◆ **TRY IT**
Scan the data below for the string "piped". Copy every line where it appears.

>>>

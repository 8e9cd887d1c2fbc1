//! Upload staging and extraction-process streaming.
//!
//! One upload request owns one staged file and one external extraction
//! process. The process's output is bridged to the HTTP response through a
//! bounded mpsc channel: reader tasks feed chunks in as they arrive, the
//! response body drains them. A slow consumer backpressures the readers (and
//! transitively the process via its pipe buffers) instead of buffering
//! unboundedly; a consumer that disconnects kills the process.
//!
//! Once streaming has begun the transport cannot change status codes, so
//! every outcome ends with an in-stream terminal marker.

use std::path::{Path, PathBuf};
use std::process::Stdio;
use std::sync::Arc;
use std::sync::atomic::{AtomicI64, Ordering};
use std::time::Duration;

use bytes::{Bytes, BytesMut};
use tokio::io::{AsyncRead, AsyncReadExt};
use tokio::process::{Child, Command};
use tokio::sync::mpsc;
use tokio::task::JoinHandle;
use tokio_stream::wrappers::ReceiverStream;
use tracing::{debug, error, info, warn};

use crate::error::{ServiceError, ServiceResult};
use crate::service::SyllabusService;
use crate::views::{VIEW_BROWSE, VIEW_DASHBOARD};

const SUCCESS_MARKER: &str = "\n✅ Process completed successfully!";
const LOG_PREFIX: &str = "[log] ";
const READ_CHUNK_BYTES: usize = 8192;
const STREAM_BUFFER_CHUNKS: usize = 64;

/// Replace whitespace and path separators in the original filename so the
/// staged path stays a single shell- and URL-friendly name inside the
/// staging directory.
pub fn sanitize_filename(name: &str) -> String {
    name.chars()
        .map(|c| {
            if c.is_whitespace() || c == '/' || c == '\\' {
                '_'
            } else {
                c
            }
        })
        .collect()
}

/// Microsecond timestamp prefix, forced strictly increasing within this
/// process so concurrent uploads of the same filename never collide.
fn next_timestamp() -> i64 {
    static LAST: AtomicI64 = AtomicI64::new(0);

    let now = chrono::Utc::now().timestamp_micros();
    loop {
        let last = LAST.load(Ordering::SeqCst);
        let candidate = now.max(last + 1);
        if LAST
            .compare_exchange(last, candidate, Ordering::SeqCst, Ordering::SeqCst)
            .is_ok()
        {
            return candidate;
        }
    }
}

/// Write an uploaded file into the staging directory, creating it on demand.
pub async fn stage_upload(
    staging_dir: &Path,
    original_name: &str,
    data: &[u8],
) -> ServiceResult<PathBuf> {
    tokio::fs::create_dir_all(staging_dir)
        .await
        .map_err(ServiceError::Staging)?;

    let staged_name = format!("{}_{}", next_timestamp(), sanitize_filename(original_name));
    let path = staging_dir.join(staged_name);
    tokio::fs::write(&path, data)
        .await
        .map_err(ServiceError::Staging)?;

    Ok(path)
}

/// Spawn the extraction process against a staged file and return the stream
/// of its combined output.
///
/// The returned stream yields stdout chunks verbatim and stderr chunks with a
/// `[log] ` prefix, ends with a terminal success or failure marker, and
/// closes once the process is done and the staged file has been cleaned up.
pub fn extraction_stream(
    service: Arc<SyllabusService>,
    staged_file: PathBuf,
) -> ReceiverStream<Bytes> {
    let (tx, rx) = mpsc::channel::<Bytes>(STREAM_BUFFER_CHUNKS);
    tokio::spawn(run_extraction(service, staged_file, tx));
    ReceiverStream::new(rx)
}

async fn run_extraction(
    service: Arc<SyllabusService>,
    staged_file: PathBuf,
    tx: mpsc::Sender<Bytes>,
) {
    let extractor = &service.config.extractor;
    let db_path = service.config.storage.db_path();

    let mut command = Command::new(&extractor.interpreter);
    command
        // -u keeps the script's progress output unbuffered
        .arg("-u")
        .arg(&extractor.script)
        .arg(&staged_file)
        .arg("--db")
        .arg(&db_path)
        .stdin(Stdio::null())
        .stdout(Stdio::piped())
        .stderr(Stdio::piped())
        .kill_on_drop(true);

    info!(
        file = %staged_file.display(),
        script = %extractor.script.display(),
        "Starting extraction process"
    );

    let mut child = match command.spawn() {
        Ok(child) => child,
        Err(e) => {
            error!(error = %e, "Failed to spawn extraction process");
            send_text(&tx, format!("\n❌ Failed to start extraction: {}", e)).await;
            remove_staged(&staged_file).await;
            return;
        }
    };

    let mut readers: Vec<JoinHandle<()>> = Vec::with_capacity(2);
    if let Some(stdout) = child.stdout.take() {
        readers.push(tokio::spawn(forward_output(stdout, tx.clone(), None)));
    }
    if let Some(stderr) = child.stderr.take() {
        readers.push(tokio::spawn(forward_output(
            stderr,
            tx.clone(),
            Some(LOG_PREFIX),
        )));
    }

    let outcome = wait_for_exit(&mut child, &tx, extractor.max_runtime()).await;

    // On a real exit, flush whatever the readers still hold before any
    // terminal marker. After a kill the pipes can stay open indefinitely
    // (grandchildren inherit them), so stop the readers instead.
    let flush_readers = matches!(outcome, Outcome::Exited(_) | Outcome::WaitFailed(_));
    for reader in readers {
        if !flush_readers {
            reader.abort();
        }
        let _ = reader.await;
    }

    // Staged-file removal is best-effort in every path, including start
    // timeouts and disconnects
    remove_staged(&staged_file).await;

    match outcome {
        Outcome::Exited(status) if status.success() => {
            // The script wrote to the database directly; drop the cached
            // connection before telling view consumers to re-read
            if let Err(e) = service.db.reconnect() {
                warn!(error = %e, "Database reconnect after extraction failed");
            }
            service.invalidate_views(&[VIEW_DASHBOARD, VIEW_BROWSE]);

            info!(file = %staged_file.display(), "Extraction completed");
            send_text(&tx, SUCCESS_MARKER.to_string()).await;
        }
        Outcome::Exited(status) => {
            let marker = match status.code() {
                Some(code) => format!("\n❌ Process failed with code {}", code),
                None => "\n❌ Process terminated by signal".to_string(),
            };
            warn!(file = %staged_file.display(), status = %status, "Extraction failed");
            send_text(&tx, marker).await;
        }
        Outcome::TimedOut { limit } => {
            warn!(
                file = %staged_file.display(),
                limit_secs = limit.as_secs(),
                "Extraction exceeded max runtime, killed"
            );
            send_text(
                &tx,
                format!("\n❌ Process timed out after {}s", limit.as_secs()),
            )
            .await;
        }
        Outcome::Disconnected => {
            // Receiver is gone; nothing left to tell anyone
            info!(file = %staged_file.display(), "Client disconnected, extraction killed");
        }
        Outcome::WaitFailed(e) => {
            error!(error = %e, "Failed to await extraction process");
            send_text(&tx, format!("\n❌ Lost track of extraction process: {}", e)).await;
        }
    }
}

enum Outcome {
    Exited(std::process::ExitStatus),
    TimedOut { limit: Duration },
    Disconnected,
    WaitFailed(std::io::Error),
}

/// Wait for the process to exit, the client to disconnect, or the optional
/// runtime limit to expire, whichever comes first. The last two kill the
/// process before returning.
async fn wait_for_exit(
    child: &mut Child,
    tx: &mpsc::Sender<Bytes>,
    max_runtime: Option<Duration>,
) -> Outcome {
    tokio::select! {
        status = child.wait() => match status {
            Ok(status) => Outcome::Exited(status),
            Err(e) => Outcome::WaitFailed(e),
        },
        _ = tx.closed() => {
            kill_and_reap(child).await;
            Outcome::Disconnected
        }
        _ = runtime_limit(max_runtime) => {
            kill_and_reap(child).await;
            // This branch only fires when a limit is set
            Outcome::TimedOut {
                limit: max_runtime.unwrap_or_default(),
            }
        }
    }
}

async fn kill_and_reap(child: &mut Child) {
    if let Err(e) = child.start_kill() {
        debug!(error = %e, "Kill signal failed (process likely already exited)");
    }
    let _ = child.wait().await;
}

async fn runtime_limit(limit: Option<Duration>) {
    match limit {
        Some(limit) => tokio::time::sleep(limit).await,
        None => std::future::pending().await,
    }
}

/// Relay one output pipe into the stream, chunk by chunk, optionally
/// prefixing each chunk. Stops when the pipe closes or the consumer is gone.
async fn forward_output<R>(mut source: R, tx: mpsc::Sender<Bytes>, prefix: Option<&'static str>)
where
    R: AsyncRead + Unpin + Send,
{
    let mut buf = [0u8; READ_CHUNK_BYTES];
    loop {
        match source.read(&mut buf).await {
            Ok(0) => break,
            Ok(n) => {
                let chunk = match prefix {
                    Some(prefix) => {
                        let mut prefixed = BytesMut::with_capacity(prefix.len() + n);
                        prefixed.extend_from_slice(prefix.as_bytes());
                        prefixed.extend_from_slice(&buf[..n]);
                        prefixed.freeze()
                    }
                    None => Bytes::copy_from_slice(&buf[..n]),
                };
                if tx.send(chunk).await.is_err() {
                    break;
                }
            }
            Err(e) => {
                debug!(error = %e, "Extraction output pipe read failed");
                break;
            }
        }
    }
}

async fn send_text(tx: &mpsc::Sender<Bytes>, text: String) {
    if tx.send(Bytes::from(text)).await.is_err() {
        debug!("Stream consumer dropped before terminal marker delivery");
    }
}

async fn remove_staged(path: &Path) {
    if let Err(e) = tokio::fs::remove_file(path).await {
        warn!(file = %path.display(), error = %e, "Failed to delete staged file");
    }
}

<<<

◆ **EXPECTED ANSWER**
        .stdout(Stdio::piped())
        .stderr(Stdio::piped())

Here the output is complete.